__WHAT YOU HAVE TO DO__.
Using the data that follows, report how many lines include "into"; output no other text.

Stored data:

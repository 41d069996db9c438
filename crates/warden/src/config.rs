use serde::{Deserialize, Serialize};
use std::path::{Path, PathBuf};
use std::time::Duration;

use warden_policy::EvaluatorConfig;
use warden_verify::{
    MonitorConfig, PipelineConfig, RiskWeights, ScheduleConfig, StageConfig, VerifierConfig,
};

use crate::error::{WardenError, WardenResult};

// ---------------------------------------------------------------------------
// Verification section
// ---------------------------------------------------------------------------

/// Configuration for the verification pipeline.
#[derive(Debug, Clone, Serialize, Deserialize)]
pub struct VerificationConfig {
    /// Stages in execution order.
    #[serde(default = "default_stages")]
    pub stages: Vec<StageConfig>,

    /// Skip remaining stages once a stage produces a failure.
    #[serde(default)]
    pub fail_fast: bool,

    /// Per-method timeout in milliseconds.
    #[serde(default = "default_method_timeout_ms")]
    pub method_timeout_ms: u64,

    /// Result cache bounds.
    #[serde(default = "default_cache_capacity")]
    pub cache_capacity: usize,

    #[serde(default = "default_cache_ttl_secs")]
    pub cache_ttl_secs: u64,

    /// Per-factor aggregation weights.
    #[serde(default)]
    pub weights: RiskWeights,
}

fn default_stages() -> Vec<StageConfig> {
    PipelineConfig::default().stages
}

fn default_method_timeout_ms() -> u64 {
    1_000
}

fn default_cache_capacity() -> usize {
    1_024
}

fn default_cache_ttl_secs() -> u64 {
    60
}

impl Default for VerificationConfig {
    fn default() -> Self {
        Self {
            stages: default_stages(),
            fail_fast: false,
            method_timeout_ms: default_method_timeout_ms(),
            cache_capacity: default_cache_capacity(),
            cache_ttl_secs: default_cache_ttl_secs(),
            weights: RiskWeights::default(),
        }
    }
}

// ---------------------------------------------------------------------------
// Scheduler section
// ---------------------------------------------------------------------------

/// Configuration for the adaptive scheduler and its worker pool.
#[derive(Debug, Clone, Serialize, Deserialize)]
pub struct SchedulerConfig {
    #[serde(default = "default_base_interval_secs")]
    pub base_interval_secs: u64,

    /// How often the slow tuning pass runs.
    #[serde(default = "default_tune_interval_secs")]
    pub tune_interval_secs: u64,

    /// Ticker period for the due-subject scan.
    #[serde(default = "default_tick_secs")]
    pub tick_secs: u64,

    #[serde(default = "default_workers")]
    pub workers: usize,

    #[serde(default = "default_queue_size")]
    pub queue_size: usize,

    #[serde(default = "default_high_error_rate")]
    pub high_error_rate: f64,

    #[serde(default = "default_low_error_rate")]
    pub low_error_rate: f64,

    #[serde(default = "default_target_latency_ms")]
    pub target_latency_ms: f64,
}

fn default_base_interval_secs() -> u64 {
    300
}

fn default_tune_interval_secs() -> u64 {
    300
}

fn default_tick_secs() -> u64 {
    30
}

fn default_workers() -> usize {
    4
}

fn default_queue_size() -> usize {
    256
}

fn default_high_error_rate() -> f64 {
    0.10
}

fn default_low_error_rate() -> f64 {
    0.02
}

fn default_target_latency_ms() -> f64 {
    500.0
}

impl Default for SchedulerConfig {
    fn default() -> Self {
        Self {
            base_interval_secs: default_base_interval_secs(),
            tune_interval_secs: default_tune_interval_secs(),
            tick_secs: default_tick_secs(),
            workers: default_workers(),
            queue_size: default_queue_size(),
            high_error_rate: default_high_error_rate(),
            low_error_rate: default_low_error_rate(),
            target_latency_ms: default_target_latency_ms(),
        }
    }
}

// ---------------------------------------------------------------------------
// Policy section
// ---------------------------------------------------------------------------

/// Configuration for the policy evaluator and decision combiner.
#[derive(Debug, Clone, Serialize, Deserialize)]
pub struct PolicyConfig {
    /// Decision when no rule matches.
    #[serde(default = "default_default_deny")]
    pub default_deny: bool,

    /// Priority at or above which a deny short-circuits evaluation.
    #[serde(default = "default_critical_priority")]
    pub critical_priority: i64,

    #[serde(default = "default_cache_capacity")]
    pub cache_capacity: usize,

    #[serde(default = "default_cache_ttl_secs")]
    pub cache_ttl_secs: u64,

    /// Risk at or above which a policy allow is downgraded to challenge.
    #[serde(default = "default_risk_threshold")]
    pub risk_threshold: f64,

    /// Optional JSON rule file loaded at startup.
    #[serde(default)]
    pub rules_path: Option<PathBuf>,
}

fn default_default_deny() -> bool {
    true
}

fn default_critical_priority() -> i64 {
    1_000
}

fn default_risk_threshold() -> f64 {
    0.7
}

impl Default for PolicyConfig {
    fn default() -> Self {
        Self {
            default_deny: default_default_deny(),
            critical_priority: default_critical_priority(),
            cache_capacity: default_cache_capacity(),
            cache_ttl_secs: default_cache_ttl_secs(),
            risk_threshold: default_risk_threshold(),
            rules_path: None,
        }
    }
}

// ---------------------------------------------------------------------------
// Top-level configuration
// ---------------------------------------------------------------------------

/// Top-level configuration for the Warden binary.
///
/// Loaded from a TOML file (typically `~/.warden/config.toml`).
#[derive(Debug, Clone, Default, Serialize, Deserialize)]
pub struct WardenConfig {
    #[serde(default)]
    pub verification: VerificationConfig,

    #[serde(default)]
    pub scheduler: SchedulerConfig,

    #[serde(default)]
    pub policy: PolicyConfig,
}

impl WardenConfig {
    /// Load from a TOML file. A missing file yields the defaults.
    pub fn load(path: &Path) -> WardenResult<Self> {
        if !path.exists() {
            return Ok(Self::default());
        }
        let raw = std::fs::read_to_string(path)?;
        let config: WardenConfig = toml::from_str(&raw)?;
        config.validate()?;
        Ok(config)
    }

    pub fn save(&self, path: &Path) -> WardenResult<()> {
        if let Some(parent) = path.parent() {
            std::fs::create_dir_all(parent)?;
        }
        std::fs::write(path, toml::to_string_pretty(self)?)?;
        Ok(())
    }

    pub fn default_config_path() -> PathBuf {
        match std::env::var_os("HOME") {
            Some(home) => PathBuf::from(home).join(".warden/config.toml"),
            None => PathBuf::from(".warden/config.toml"),
        }
    }

    /// Eager validation of every section.
    pub fn validate(&self) -> WardenResult<()> {
        if self.verification.stages.is_empty() {
            return Err(WardenError::Config(
                "at least one verification stage required".into(),
            ));
        }
        for stage in &self.verification.stages {
            if stage.methods.is_empty() {
                return Err(WardenError::Config(format!(
                    "stage '{}' has no methods",
                    stage.name
                )));
            }
            if stage.timeout_ms == 0 {
                return Err(WardenError::Config(format!(
                    "stage '{}' timeout must be positive",
                    stage.name
                )));
            }
        }
        if self.verification.method_timeout_ms == 0 {
            return Err(WardenError::Config("method timeout must be positive".into()));
        }
        if !(0.0..=1.0).contains(&self.policy.risk_threshold) {
            return Err(WardenError::Config(
                "risk threshold must be within [0, 1]".into(),
            ));
        }
        if self.scheduler.workers == 0 {
            return Err(WardenError::Config("worker pool must not be empty".into()));
        }
        if self.scheduler.queue_size == 0 {
            return Err(WardenError::Config("work queue must not be empty".into()));
        }
        if self.scheduler.high_error_rate <= self.scheduler.low_error_rate {
            return Err(WardenError::Config(
                "high error watermark must exceed the low watermark".into(),
            ));
        }
        Ok(())
    }

    pub fn verifier_config(&self) -> VerifierConfig {
        VerifierConfig {
            pipeline: PipelineConfig {
                stages: self.verification.stages.clone(),
                fail_fast: self.verification.fail_fast,
                method_timeout_ms: self.verification.method_timeout_ms,
            },
            schedule: ScheduleConfig {
                base_interval: Duration::from_secs(self.scheduler.base_interval_secs),
                tune_interval: Duration::from_secs(self.scheduler.tune_interval_secs),
                high_error_rate: self.scheduler.high_error_rate,
                low_error_rate: self.scheduler.low_error_rate,
                target_latency_ms: self.scheduler.target_latency_ms,
                ..ScheduleConfig::default()
            },
            weights: self.verification.weights.clone(),
            cache_capacity: self.verification.cache_capacity,
            cache_ttl: Duration::from_secs(self.verification.cache_ttl_secs),
        }
    }

    pub fn monitor_config(&self) -> MonitorConfig {
        MonitorConfig {
            tick_interval: Duration::from_secs(self.scheduler.tick_secs),
            queue_size: self.scheduler.queue_size,
            workers: self.scheduler.workers,
        }
    }

    pub fn evaluator_config(&self) -> EvaluatorConfig {
        EvaluatorConfig {
            default_deny: self.policy.default_deny,
            critical_priority: self.policy.critical_priority,
            cache_capacity: self.policy.cache_capacity,
            cache_ttl: Duration::from_secs(self.policy.cache_ttl_secs),
        }
    }
}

__EXPECTED ANSWER__.
6